Background: Rhabdomyosarcoma (RMS), is the most common soft tissue sarcoma of mesenchymal origin in children. Most of the patients presented with tumour mass. Unusual clinical presentation of the disease in an adult presented with low back pain and bicytopenia (anemia and thrombocytopenia).

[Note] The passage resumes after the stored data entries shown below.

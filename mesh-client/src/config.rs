//! Configuration loading for a mesh node.
//!
//! Configuration is loaded from a TOML file (default: `mesh.toml`). Every
//! section and field is optional.

use serde::Deserialize;
use std::path::{Path, PathBuf};
use std::time::Duration;

/// Root configuration for a mesh node.
#[derive(Debug, Clone, Default, Deserialize)]
#[serde(default)]
pub struct MeshConfig {
    /// Node configuration.
    pub node: NodeConfig,
    /// Peer discovery configuration.
    pub discovery: DiscoveryConfig,
    /// Sync scheduling configuration.
    pub sync: SyncConfig,
    /// Network timeouts.
    pub timeouts: TimeoutsConfig,
    /// Inventory storage configuration.
    pub store: StoreConfig,
}

/// Node configuration.
#[derive(Debug, Clone, Deserialize)]
pub struct NodeConfig {
    /// Directory holding `peer-id.json` and `last-sync.json` (default: data/mesh).
    #[serde(default = "default_data_dir")]
    pub data_dir: PathBuf,
    /// Listen port, 0 for OS-assigned (default: 0).
    #[serde(default)]
    pub port: u16,
}

/// Peer discovery configuration.
#[derive(Debug, Clone, Deserialize)]
pub struct DiscoveryConfig {
    /// How often discovered but unconnected peers are redialed (default: 20).
    #[serde(default = "default_discovery_interval")]
    pub interval_secs: u64,
    /// Enable mDNS discovery (default: true).
    #[serde(default = "default_discovery_enabled")]
    pub enabled: bool,
}

/// Sync scheduling configuration.
#[derive(Debug, Clone, Deserialize)]
pub struct SyncConfig {
    /// Delay before pushing inventory to a newly connected peer (default: 2000).
    #[serde(default = "default_auto_push_delay")]
    pub auto_push_delay_ms: u64,
    /// Periodic sync request interval, 0 to disable (default: 0).
    #[serde(default)]
    pub interval_secs: u64,
}

/// Network timeouts.
#[derive(Debug, Clone, Deserialize)]
pub struct TimeoutsConfig {
    /// Connection establishment timeout in seconds (default: 30).
    #[serde(default = "default_dial_secs")]
    pub dial_secs: u64,
    /// Timeout for reading a whole message or its acknowledgement (default: 60).
    #[serde(default = "default_read_secs")]
    pub read_secs: u64,
}

/// Inventory storage configuration.
#[derive(Debug, Clone, Deserialize)]
pub struct StoreConfig {
    /// Path to SQLite database file (default: data/prepper.db).
    #[serde(default = "default_database_path")]
    pub database: PathBuf,
}

// Default value functions
fn default_data_dir() -> PathBuf {
    PathBuf::from("data/mesh")
}

fn default_discovery_interval() -> u64 {
    20
}

fn default_discovery_enabled() -> bool {
    true
}

fn default_auto_push_delay() -> u64 {
    2000
}

fn default_dial_secs() -> u64 {
    30
}

fn default_read_secs() -> u64 {
    60
}

fn default_database_path() -> PathBuf {
    PathBuf::from("data/prepper.db")
}

impl Default for NodeConfig {
    fn default() -> Self {
        Self {
            data_dir: default_data_dir(),
            port: 0,
        }
    }
}

impl Default for DiscoveryConfig {
    fn default() -> Self {
        Self {
            interval_secs: default_discovery_interval(),
            enabled: default_discovery_enabled(),
        }
    }
}

impl Default for SyncConfig {
    fn default() -> Self {
        Self {
            auto_push_delay_ms: default_auto_push_delay(),
            interval_secs: 0,
        }
    }
}

impl Default for TimeoutsConfig {
    fn default() -> Self {
        Self {
            dial_secs: default_dial_secs(),
            read_secs: default_read_secs(),
        }
    }
}

impl Default for StoreConfig {
    fn default() -> Self {
        Self {
            database: default_database_path(),
        }
    }
}

impl MeshConfig {
    /// Load configuration from a TOML file.
    ///
    /// # Errors
    ///
    /// Returns an error if the file cannot be read or parsed.
    pub fn from_file(path: &Path) -> Result<Self, ConfigError> {
        let content = std::fs::read_to_string(path).map_err(|e| ConfigError::ReadError {
            path: path.to_path_buf(),
            source: e,
        })?;

        toml::from_str(&content).map_err(|e| ConfigError::ParseError {
            path: path.to_path_buf(),
            source: e,
        })
    }

    /// Runtime settings for [`MeshNode`](crate::MeshNode).
    pub fn node_settings(&self) -> NodeSettings {
        NodeSettings {
            data_dir: self.node.data_dir.clone(),
            port: self.node.port,
            discovery: self.discovery.enabled,
            discovery_interval: Duration::from_secs(self.discovery.interval_secs.max(1)),
            auto_push_delay: Duration::from_millis(self.sync.auto_push_delay_ms),
            dial_timeout: Duration::from_secs(self.timeouts.dial_secs),
            read_timeout: Duration::from_secs(self.timeouts.read_secs),
        }
    }

    /// Periodic sync interval, if enabled.
    pub fn sync_interval(&self) -> Option<Duration> {
        (self.sync.interval_secs > 0).then(|| Duration::from_secs(self.sync.interval_secs))
    }
}

/// Runtime settings of a node, resolved from [`MeshConfig`].
#[derive(Debug, Clone, PartialEq, Eq)]
pub struct NodeSettings {
    /// Directory for identity and sync state.
    pub data_dir: PathBuf,
    /// Listen port, 0 for OS-assigned.
    pub port: u16,
    /// Whether to discover peers on the local network.
    pub discovery: bool,
    /// Redial interval for discovered peers.
    pub discovery_interval: Duration,
    /// Delay before the automatic push to a new peer.
    pub auto_push_delay: Duration,
    /// Connection establishment timeout.
    pub dial_timeout: Duration,
    /// Message and acknowledgement read timeout.
    pub read_timeout: Duration,
}

impl NodeSettings {
    /// Default settings rooted at `data_dir`.
    pub fn new(data_dir: impl Into<PathBuf>) -> Self {
        let mut config = MeshConfig::default();
        config.node.data_dir = data_dir.into();
        config.node_settings()
    }

    /// Override the automatic push delay.
    pub fn with_auto_push_delay(mut self, delay: Duration) -> Self {
        self.auto_push_delay = delay;
        self
    }

    /// Override the read timeout.
    pub fn with_read_timeout(mut self, timeout: Duration) -> Self {
        self.read_timeout = timeout;
        self
    }
}

/// Configuration error types.
#[derive(Debug, thiserror::Error)]
pub enum ConfigError {
    /// Failed to read configuration file.
    #[error("failed to read config file {path}: {source}")]
    ReadError {
        /// Path to the configuration file.
        path: PathBuf,
        /// Underlying I/O error.
        source: std::io::Error,
    },
    /// Failed to parse configuration file.
    #[error("failed to parse config file {path}: {source}")]
    ParseError {
        /// Path to the configuration file.
        path: PathBuf,
        /// Underlying TOML parse error.
        source: toml::de::Error,
    },
}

Case report: A 67 year old lady with known case of diabetes mellitus, hypertension and chronic kidney disease presented with lower back pain and giddiness. On further questioning, noted patient had history of bicytopenia for 5 years. Physical examination revealed no significant abnormal findings. Full blood count gave hemoglobin of 8.4g/dL, WBC of 6.60 × 109/L and platelet count of 62 × 109/l. Peripheral blood smear showed anemia and thrombocytopenia. A bone marrow fine needle aspiration was hemodiluted. However there were 18% large abnormal mononuclear cells that were block positivity on Periodic Schiff stain. The immunophenotyping detected a population of cell with CD45 negative, dim CD1, dim HLA-DR and CD56 positive. The trephine biopsy showed the marrow areas are diffusely infiltrated by poorly differentiated large mononuclear cells with hyperchromatic nuclei. After the immunohistochemical stain done a diagnosis of bone marrow infiltration by high-grade sarcoma was made. Patient was further investigated for primary site tumour. Biopsy polyp at the body of stomatch and fundal polyp in keeping with poorly differentiated malignancy, favoring Alveolar Rhabdomyosarcoma.
Discussion and conclusion: Here we highlight a case with a rare presentation of Alveolar Rhabdomyosarcoma infiltrated bone marrow. Correlation with relevant investigations (immunophenotyping, cytochemistry, immunohistochemical stains, cytogenetic and molecular) are helpful in diagnostic work-up as the cells may mimic a hematopoietic cells.